Upaya pembaharuan dalam Islam mempunyai alur yang panjang khususnya sejak bersentuhan dengan dunia Barat, untuk memahami makna dan hakekat pembaharuan. Dan yang masih menjadi pertanyaan besar adalah mengapa umat Islam masih tertinggal dari dunia Barat (setelah dahulu mengalami masa keemasan).
Penjajahan oleh bangsa Barat terhadap bangsa-bangsa Islam semakin memperjelas ketinggalan dunia Islam akan segala hal. Bangsa yang pertama kali merasakan ketertinggalan itu adalah Turki Usmani. Disebabkan karena bangsa ini yang pertama dan yang utama menghadapi kekuatan Barat.
    Pembaharuan yang dilakukan Turki Usmani diutamakan dalam pranata social, politik, dan militer. Kerja keras para penguasa dalam upaya memodernisasi kerajaan Turki Usmani membawa dampak yang baik bagi gerakan modern di Negara-negara Islam lainnya seperti Mesir.
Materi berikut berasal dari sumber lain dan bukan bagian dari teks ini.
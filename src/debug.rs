//! Textual syntax tree dumps for pattern debugging.
//!
//! One line per node, indented two spaces per depth:
//!
//! ```text
//! module (0,0)-(1,0)
//!   expression_statement (0,0)-(0,4)
//!     call (0,0)-(0,4)
//!       function: identifier (0,0)-(0,1) `f`
//!       arguments: argument_list (0,1)-(0,4)
//!         "(" (0,1)-(0,2) `(`
//! ```
//!
//! The output depends only on the source text and the grammar.

use crate::error::Error;
use crate::grammar::{GrammarRegistry, Language};
use crate::pattern::{MetaVarKind, Pattern};
use crate::tree::{parse, SyntaxNode};
use std::fmt::Write;
use std::str::FromStr;

#[derive(Debug, Clone, Copy, PartialEq, Eq, Default)]
pub enum DumpFormat {
    /// Every node, anonymous tokens included.
    #[default]
    Cst,
    /// Named nodes only.
    Ast,
    /// The code read as a pattern, with metavariables marked.
    Pattern,
}

impl FromStr for DumpFormat {
    type Err = String;

    fn from_str(s: &str) -> Result<Self, Self::Err> {
        match s.to_ascii_lowercase().as_str() {
            "cst" => Ok(DumpFormat::Cst),
            "ast" => Ok(DumpFormat::Ast),
            "pattern" => Ok(DumpFormat::Pattern),
            other => Err(format!("unknown dump format '{other}' (expected cst, ast or pattern)")),
        }
    }
}

/// Renders `code` parsed as `language`.
///
/// `Cst` and `Ast` parse `code` as a file, so they fail only where parsing
/// fails. `Pattern` compiles `code` as a pattern and fails like pattern
/// compilation; its lines carry no positions because the pattern is
/// parsed with placeholders in place of metavariables.
pub fn render_tree(
    registry: &GrammarRegistry,
    code: &str,
    language: &Language,
    format: DumpFormat,
) -> Result<String, Error> {
    let grammar = registry.grammar(language)?;
    match format {
        DumpFormat::Cst | DumpFormat::Ast => {
            let tree = parse(code, grammar.as_ref())?;
            Ok(render_node(tree.root(), format == DumpFormat::Ast))
        }
        DumpFormat::Pattern => {
            let pattern = Pattern::new(code, grammar.as_ref())?;
            Ok(render_pattern(&pattern))
        }
    }
}

fn render_node(root: SyntaxNode<'_>, named_only: bool) -> String {
    let mut out = String::new();
    let mut stack = vec![(root, 0usize)];

    while let Some((node, depth)) = stack.pop() {
        let children: Vec<_> = if named_only {
            node.named_children().collect()
        } else {
            node.children().collect()
        };

        write_head(&mut out, node, depth);
        let _ = write!(out, " {}-{}", node.start_position(), node.end_position());
        if children.is_empty() {
            write_text(&mut out, node.text());
        }
        out.push('\n');

        stack.extend(children.into_iter().rev().map(|child| (child, depth + 1)));
    }
    out
}

fn render_pattern(pattern: &Pattern) -> String {
    let mut out = String::new();
    let mut stack = vec![(pattern.root(), 0usize)];

    while let Some((node, depth)) = stack.pop() {
        if let Some((kind, name)) = pattern.metavar_at(node) {
            indent(&mut out, depth, node);
            match kind {
                MetaVarKind::Single => {
                    let _ = writeln!(out, "${name}");
                }
                MetaVarKind::Multi => {
                    let _ = writeln!(out, "$$${name}");
                }
            }
            continue;
        }

        write_head(&mut out, node, depth);
        if node.child_count() == 0 {
            write_text(&mut out, node.text());
        }
        out.push('\n');

        stack.extend(node.children().rev().map(|child| (child, depth + 1)));
    }
    out
}

fn indent(out: &mut String, depth: usize, node: SyntaxNode<'_>) {
    for _ in 0..depth {
        out.push_str("  ");
    }
    if let Some(field) = node.field_name() {
        out.push_str(field);
        out.push_str(": ");
    }
}

fn write_head(out: &mut String, node: SyntaxNode<'_>, depth: usize) {
    indent(out, depth, node);
    if node.is_named() {
        out.push_str(node.kind());
    } else {
        let _ = write!(out, "{:?}", node.kind());
    }
}

fn write_text(out: &mut String, text: &str) {
    out.push_str(" `");
    for ch in text.chars() {
        match ch {
            '\n' => out.push_str("\\n"),
            '\r' => out.push_str("\\r"),
            '\t' => out.push_str("\\t"),
            ch => out.push(ch),
        }
    }
    out.push('`');
}

#[cfg(test)]
mod tests {
    use super::*;
    use crate::error::ErrorKind;

    fn dump(code: &str, language: &str, format: DumpFormat) -> String {
        let registry = GrammarRegistry::builtin();
        let language = registry.resolve(language).unwrap();
        render_tree(&registry, code, &language, format).unwrap()
    }

    #[test]
    fn cst_shows_tokens_fields_and_text() {
        let out = dump("f(1)\n", "python", DumpFormat::Cst);
        let lines: Vec<_> = out.lines().collect();
        assert_eq!(lines[0], "module (0,0)-(1,0)");
        assert_eq!(lines[1], "  expression_statement (0,0)-(0,4)");
        assert_eq!(lines[2], "    call (0,0)-(0,4)");
        assert_eq!(lines[3], "      function: identifier (0,0)-(0,1) `f`");
        assert_eq!(lines[4], "      arguments: argument_list (0,1)-(0,4)");
        assert_eq!(lines[5], "        \"(\" (0,1)-(0,2) `(`");
        assert_eq!(lines[6], "        integer (0,2)-(0,3) `1`");
        assert_eq!(lines[7], "        \")\" (0,3)-(0,4) `)`");
    }

    #[test]
    fn ast_hides_anonymous_tokens() {
        let out = dump("f(1)\n", "python", DumpFormat::Ast);
        assert!(!out.contains("\"(\""));
        assert!(out.contains("        integer (0,2)-(0,3) `1`"));
    }

    #[test]
    fn pattern_marks_metavariables() {
        let out = dump("$F($$$ARGS)", "python", DumpFormat::Pattern);
        let lines: Vec<_> = out.lines().collect();
        assert_eq!(lines[0], "call");
        assert_eq!(lines[1], "  function: $F");
        assert!(out.contains("$$$ARGS"));
        assert!(!out.contains("__sgmeta"));
    }

    #[test]
    fn rendering_is_deterministic() {
        let code = "class A:\n    def m(self):\n        return [x for x in y]  # note\n";
        assert_eq!(
            dump(code, "python", DumpFormat::Cst),
            dump(code, "python", DumpFormat::Cst)
        );
    }

    #[test]
    fn unknown_language_fails_before_parsing() {
        let registry = GrammarRegistry::builtin();
        let err = registry.resolve("cobol").unwrap_err();
        assert_eq!(Error::from(err).kind(), ErrorKind::UnsupportedLanguage);
    }

    #[test]
    fn invalid_pattern_is_reported() {
        let registry = GrammarRegistry::builtin();
        let python = registry.resolve("python").unwrap();
        let err = render_tree(&registry, "def (", &python, DumpFormat::Pattern).unwrap_err();
        assert_eq!(err.kind(), ErrorKind::InvalidPattern);
    }
}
Pada dasarnya kelemahan dunia Islam itu terletak pada bidang akidah yang sudah tercemari oleh berbagai khurafat dan bid'ah, juga kelemahan dan ketertinggalan dalam bidang sains dan tekhnologi. Kemudian kehadiran para tokoh modernis (pembaharu) itu pada umumnya untuk membangkitkan kesadaran umat Islam.
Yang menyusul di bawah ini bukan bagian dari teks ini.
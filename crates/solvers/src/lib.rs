//! Iteration drivers for finite-difference schemes on `y' = -A·y`.
//!
//! The drivers are scheme-agnostic: they apply a caller-supplied recurrence a
//! fixed number of times and never judge numerical correctness. Stability is
//! decided entirely by the recurrence and the size of `A·h`.
//!
//! - [`single_step`] — folds `y ← y * factor` with an optional zero collapse
//! - [`two_step`] — slides a two-value window through a two-step recurrence
//! - [`evaluate`] — picks and seeds the driver for a [`Scheme`] and compares
//!   the result with the exact solution
//!
//! [`Scheme`]: decay_core::Scheme

mod action;
mod evaluate;
mod event;
mod solution;

pub mod single_step;
pub mod two_step;

pub use action::Action;
pub use evaluate::{Evaluation, evaluate, evaluate_observed};
pub use event::Event;
pub use single_step::ZeroCollapse;
pub use solution::{Solution, Status};
use std::num::{ParseFloatError, ParseIntError};

use decay_core::ProblemError;
use thiserror::Error;

/// Number of positional arguments: scheme, exponent, rate.
pub const ARG_COUNT: usize = 3;

/// Parsed positional arguments.
#[derive(Debug, Clone, Copy, PartialEq)]
pub struct Args {
    /// One-based scheme index, not yet checked against the scheme table.
    pub scheme: u64,

    /// Decimal exponent `n`.
    pub exponent: u32,

    /// Decay rate `A`.
    pub rate: f64,
}

/// Errors that can occur while reading the command line.
#[derive(Debug, Error, Clone, PartialEq)]
pub enum ArgsError {
    #[error("expected {expected} arguments, got {found}", expected = ARG_COUNT)]
    Usage { found: usize },

    #[error("invalid scheme index {value:?}: {source}")]
    Scheme {
        value: String,
        #[source]
        source: ParseIntError,
    },

    #[error("invalid exponent {value:?}: {source}")]
    Exponent {
        value: String,
        #[source]
        source: ParseIntError,
    },

    #[error("invalid decay rate {value:?}: {source}")]
    Rate {
        value: String,
        #[source]
        source: ParseFloatError,
    },

    #[error(transparent)]
    Problem(#[from] ProblemError),
}

/// Parses `<scheme> <n> <A>`, excluding the program name.
///
/// Surrounding whitespace is ignored; anything else that is not a number is
/// rejected.
///
/// # Errors
///
/// Returns [`ArgsError::Usage`] if there are not exactly three arguments, or a
/// parse error naming the offending argument.
pub fn parse<I>(raw: I) -> Result<Args, ArgsError>
where
    I: IntoIterator<Item = String>,
{
    let raw: Vec<String> = raw.into_iter().collect();
    let [scheme, exponent, rate] = <[String; ARG_COUNT]>::try_from(raw)
        .map_err(|raw| ArgsError::Usage { found: raw.len() })?;

    let scheme = scheme
        .trim()
        .parse::<u64>()
        .map_err(|source| ArgsError::Scheme {
            value: scheme.clone(),
            source,
        })?;
    let exponent = exponent
        .trim()
        .parse::<u32>()
        .map_err(|source| ArgsError::Exponent {
            value: exponent.clone(),
            source,
        })?;
    let rate = rate.trim().parse::<f64>().map_err(|source| ArgsError::Rate {
        value: rate.clone(),
        source,
    })?;

    Ok(Args {
        scheme,
        exponent,
        rate,
    })
}
use decay_core::{DecayProblem, Observer, OneStepRule, Scheme, TwoStepRule};

use crate::{Action, Event, Solution, ZeroCollapse, single_step, two_step};

/// The outcome of running one scheme on a decay problem.
#[derive(Debug, Clone, Copy, PartialEq)]
pub struct Evaluation {
    /// The scheme that was run.
    pub scheme: Scheme,

    /// Driver result, including the computed value at `t = 1`.
    pub solution: Solution,

    /// Exact solution `e^-A`.
    pub exact: f64,

    /// Absolute error `|computed - exact|`.
    pub error: f64,
}

impl Evaluation {
    /// Returns the value the scheme computed.
    #[must_use]
    pub fn computed(&self) -> f64 {
        self.solution.value
    }
}

/// Runs `scheme` on `problem` and compares the result with the exact solution.
///
/// Single-step schemes start from `y0 = 1` and run `10^n` iterations.
/// Two-step schemes are seeded with `y0 = 1` and one explicit Euler step
/// `y1 = 1 - A·h`, then run the remaining `10^n - 1` iterations.
#[must_use]
pub fn evaluate(problem: &DecayProblem, scheme: Scheme, policy: ZeroCollapse) -> Evaluation {
    evaluate_observed(problem, scheme, policy, ())
}

/// Like [`evaluate`], with an observer attached to the selected driver.
pub fn evaluate_observed<Obs>(
    problem: &DecayProblem,
    scheme: Scheme,
    policy: ZeroCollapse,
    observer: Obs,
) -> Evaluation
where
    Obs: Observer<Event, Action>,
{
    let rate = problem.rate();
    let h = problem.step_size();
    let y0 = problem.initial();

    let solution = match scheme {
        Scheme::OneStep(method) => {
            let rule = OneStepRule::new(method, rate, h);
            single_step::solve(y0, &rule, problem.iterations(), policy, observer)
        }
        Scheme::TwoStep(method) => {
            let rule = TwoStepRule::new(method, rate, h);
            let y1 = y0 * (1.0 - rate * h);
            two_step::solve(y0, y1, &rule, problem.iterations() - 1, observer)
        }
    };

    let exact = problem.exact();

    Evaluation {
        scheme,
        solution,
        exact,
        error: (solution.value - exact).abs(),
    }
}
//! Command-line stability calculator for `y' = -A·y`.
//!
//! Invoked as `decay <scheme> <n> <A>`, it runs the selected scheme with step
//! size `h = 10^-n` for `10^n` iterations and prints the absolute error
//! against `e^-A` in scientific notation.

pub mod args;
pub mod logging;
pub mod report;

use decay_core::{DecayProblem, Scheme, UnknownScheme};
use decay_solvers::{Evaluation, Event, ZeroCollapse, evaluate, evaluate_observed};
use log::{Level, debug, log_enabled, trace};

pub use args::{Args, ArgsError};

/// What a run produced.
#[derive(Debug, Clone, Copy, PartialEq)]
pub enum Outcome {
    /// The scheme ran and was compared with the exact solution.
    Evaluated(Evaluation),

    /// The scheme index did not name a scheme; nothing was computed.
    UnknownScheme(UnknownScheme),
}

/// Parses command-line arguments (without the program name) and runs them.
///
/// # Errors
///
/// Returns an error if the argument count is wrong, an argument does not
/// parse, or the decay problem is invalid.
pub fn run<I>(raw: I) -> Result<Outcome, ArgsError>
where
    I: IntoIterator<Item = String>,
{
    let args = args::parse(raw)?;

    // An unknown index never reads the rate or exponent.
    let scheme = match Scheme::from_index(args.scheme) {
        Ok(scheme) => scheme,
        Err(unknown) => return Ok(Outcome::UnknownScheme(unknown)),
    };

    let problem = DecayProblem::new(args.rate, args.exponent)?;

    debug!(
        "running {scheme} with A={}, h={:e}, {} iterations",
        problem.rate(),
        problem.step_size(),
        problem.iterations()
    );

    let policy = ZeroCollapse::default();
    let evaluation = if log_enabled!(Level::Trace) {
        evaluate_observed(&problem, scheme, policy, |event: &Event| {
            trace!("iteration {}: y = {:e}", event.iteration, event.value);
            None
        })
    } else {
        evaluate(&problem, scheme, policy)
    };

    debug!(
        "computed {:e}, exact {:e}",
        evaluation.computed(),
        evaluation.exact
    );

    Ok(Outcome::Evaluated(evaluation))
}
Ada 3 penggolongan pembaharu dalam Islam, yang meliputi
1)      Pembaharu dalam bidang akidah, tokoh-tokohnya adalah Muhammad ibn Abdul Wahhab yang dikenal dengan ajaran wahhabi-nya, Muhammad Abduh dengan ide-ide pemikiran-nya pembukaan pintu ijtihad / penghargaan terhadap 'akal' (Rasionalitas), kekuasaan Negara harus dibatasi oleh konstitusi dalam pengelolaan negara, memodernisasikan sistem pendidikan Islam di al Azhar.[5] Kemudian Muhammad Rasyid Ridho dengan ide-ide pembaharuannya adalah: menumbuhkan sikap aktif dan dinamis di kalangan umat, mengajak untuk meninggalkan sikap fatalisme (jabariyah), rasionalitas dalam penafsiran al Qur'an dan Hadis, penguasaan sains dan tekhnologi, pemberantasan khurafat dan bid'ah, serta pemerintahan yang bersistem khalifah.
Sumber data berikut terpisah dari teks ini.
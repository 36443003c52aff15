/// A one-step recurrence that scales the current iterate by a factor.
///
/// For a linear problem with fixed step size the factor is the same on every
/// call, so the driver computes `y_{k+1} = y_k * factor()`.
pub trait SingleStep {
    /// Returns the multiplicative factor for the next iteration.
    fn factor(&self) -> f64;
}

/// A two-step recurrence computing the next iterate from the two before it.
pub trait TwoStep {
    /// Returns `y_{k+1}` given `prev2 = y_{k-1}` and `prev1 = y_k`.
    fn next(&self, prev2: f64, prev1: f64) -> f64;
}

impl<F> SingleStep for F
where
    F: Fn() -> f64,
{
    fn factor(&self) -> f64 {
        self()
    }
}

impl<F> TwoStep for F
where
    F: Fn(f64, f64) -> f64,
{
    fn next(&self, prev2: f64, prev1: f64) -> f64 {
        self(prev2, prev1)
    }
}
/// Control actions supported by the drivers.
#[derive(Debug, Clone, Copy, PartialEq, Eq)]
pub enum Action {
    /// Stop iterating and return the iterate reached so far.
    StopEarly,
}
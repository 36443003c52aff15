use thiserror::Error;

/// Largest exponent `n` for which `10^n` fits in a `u64` iteration count.
pub const MAX_EXPONENT: u32 = 19;

/// Errors that can occur when validating a decay problem.
#[derive(Debug, Error, Clone, Copy, PartialEq)]
pub enum ProblemError {
    #[error("decay rate must be finite, got {0}")]
    Rate(f64),

    #[error("exponent must be at most {max}, got {0}", max = MAX_EXPONENT)]
    Exponent(u32),
}

/// The linear decay problem `y' = -A·y`, `y(0) = 1`, integrated to `t = 1`.
///
/// The exponent `n` fixes both the step size `h = 10^-n` and the number of
/// iterations `10^n`, so every run ends at `t = 1` where the exact solution
/// is `e^-A`.
#[derive(Debug, Clone, Copy, PartialEq)]
pub struct DecayProblem {
    rate: f64,
    exponent: u32,
}

impl DecayProblem {
    /// Creates a validated problem.
    ///
    /// # Errors
    ///
    /// Returns an error if `rate` is not finite or `exponent` exceeds
    /// [`MAX_EXPONENT`].
    ///
    /// The bound only guarantees that `10^exponent` fits in a `u64`. Every
    /// iteration is executed, so exponents much above 9 take impractically
    /// long to run.
    pub fn new(rate: f64, exponent: u32) -> Result<Self, ProblemError> {
        if !rate.is_finite() {
            return Err(ProblemError::Rate(rate));
        }
        if exponent > MAX_EXPONENT {
            return Err(ProblemError::Exponent(exponent));
        }

        Ok(Self { rate, exponent })
    }

    /// Returns the decay rate `A`.
    #[must_use]
    pub fn rate(&self) -> f64 {
        self.rate
    }

    /// Returns the decimal exponent `n`.
    #[must_use]
    pub fn exponent(&self) -> u32 {
        self.exponent
    }

    /// Returns the step size `h = 10^-n`.
    #[must_use]
    pub fn step_size(&self) -> f64 {
        10.0_f64.powf(-f64::from(self.exponent))
    }

    /// Returns the iteration count `10^n`.
    #[must_use]
    pub fn iterations(&self) -> u64 {
        // `new` bounds the exponent so the power cannot overflow.
        10_u64.pow(self.exponent)
    }

    /// Returns the initial value `y(0)`.
    #[must_use]
    pub fn initial(&self) -> f64 {
        1.0
    }

    /// Returns the product `A·h` that governs stability.
    #[must_use]
    pub fn product(&self) -> f64 {
        self.rate * self.step_size()
    }

    /// Returns the exact solution `y(1) = e^-A`.
    #[must_use]
    pub fn exact(&self) -> f64 {
        (-self.rate).exp()
    }
}

#[cfg(test)]
mod tests {
    use super::*;

    use approx::assert_relative_eq;

    #[test]
    fn derives_step_and_iterations_from_exponent() {
        let problem = DecayProblem::new(1.0, 3).unwrap();

        assert_relative_eq!(problem.step_size(), 1e-3, epsilon = 1e-18);
        assert_eq!(problem.iterations(), 1000);
        assert_relative_eq!(problem.product(), 1e-3, epsilon = 1e-18);
    }

    #[test]
    fn zero_exponent_is_a_single_unit_step() {
        let problem = DecayProblem::new(2.0, 0).unwrap();

        assert_eq!(problem.step_size(), 1.0);
        assert_eq!(problem.iterations(), 1);
    }

    #[test]
    fn largest_exponent_fits() {
        let problem = DecayProblem::new(1.0, MAX_EXPONENT).unwrap();
        assert_eq!(problem.iterations(), 10_000_000_000_000_000_000);
    }

    #[test]
    fn rejects_overflowing_exponent() {
        assert_eq!(
            DecayProblem::new(1.0, MAX_EXPONENT + 1),
            Err(ProblemError::Exponent(MAX_EXPONENT + 1))
        );
    }

    #[test]
    fn rejects_non_finite_rate() {
        assert!(matches!(
            DecayProblem::new(f64::NAN, 1),
            Err(ProblemError::Rate(_))
        ));
        assert_eq!(
            DecayProblem::new(f64::INFINITY, 1),
            Err(ProblemError::Rate(f64::INFINITY))
        );
    }

    #[test]
    fn exact_solution_at_unit_time() {
        let problem = DecayProblem::new(1.0, 1).unwrap();
        assert_relative_eq!(problem.exact(), 0.367_879_441_171_442_3, epsilon = 1e-15);
    }
}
2)      Pembaharu dalam bidang Politik, Tokoh-tokoh didalamnya meliputi Jamaluddin al-Afghani yang mencetuskanide orisianal darinya, yang dikenal dengan Pan Islamisme, persaudaraan sesame umat Islam sedunia.[6] Muhammad Ali Pasha merupakan orang pertama yang membuka jalan pembaharuan di Mesir, kemudian beberapa tahun diakui sebagai  the founder of modern egypte.
3)      Pembaharu dalam bidang Pendidikan, tokoh-tokohnya meliputi Al Tahtawi (1801-1873 M). Tujuan dari pendidikan menurutnya adalah membentuk manusia berkepribadian patriotic dengan istilah hubbul wathon yaitu mencintai tanah air. Perasaan patriotic itu akan menimbulkan rasa kebangsaan, persatuan, tunduk dan mematuhi undang-undang, serta bersedia mengorbankan jiwa dan harta untuk mempertahankan kemerdekaan. Dalam hal agama dan peranan ulama, al Tahtawi menghendaki agar para ulama selalu mengikuti perkembangan dunia modern dan mempelajari berbagai ilmu pengetahuan modern.

C.      Faktor Kebangkitan Umat Islam
Pada abad ke-19 dan 20, era modern diwarnai dengan kemerdekaan negara-negara Islam. Dalam tahun-tahun terakhir ini banyak Negara muslim yang telah merdeka khususnya di Asia dan Afrika, bersamaan dengan itu muncul pula organisasi-organisasi dan partai-partai nasional yang mendasarkan bentuk-bentuk pemerintahan pada prinsip-prinsip syari'at Islam.[7]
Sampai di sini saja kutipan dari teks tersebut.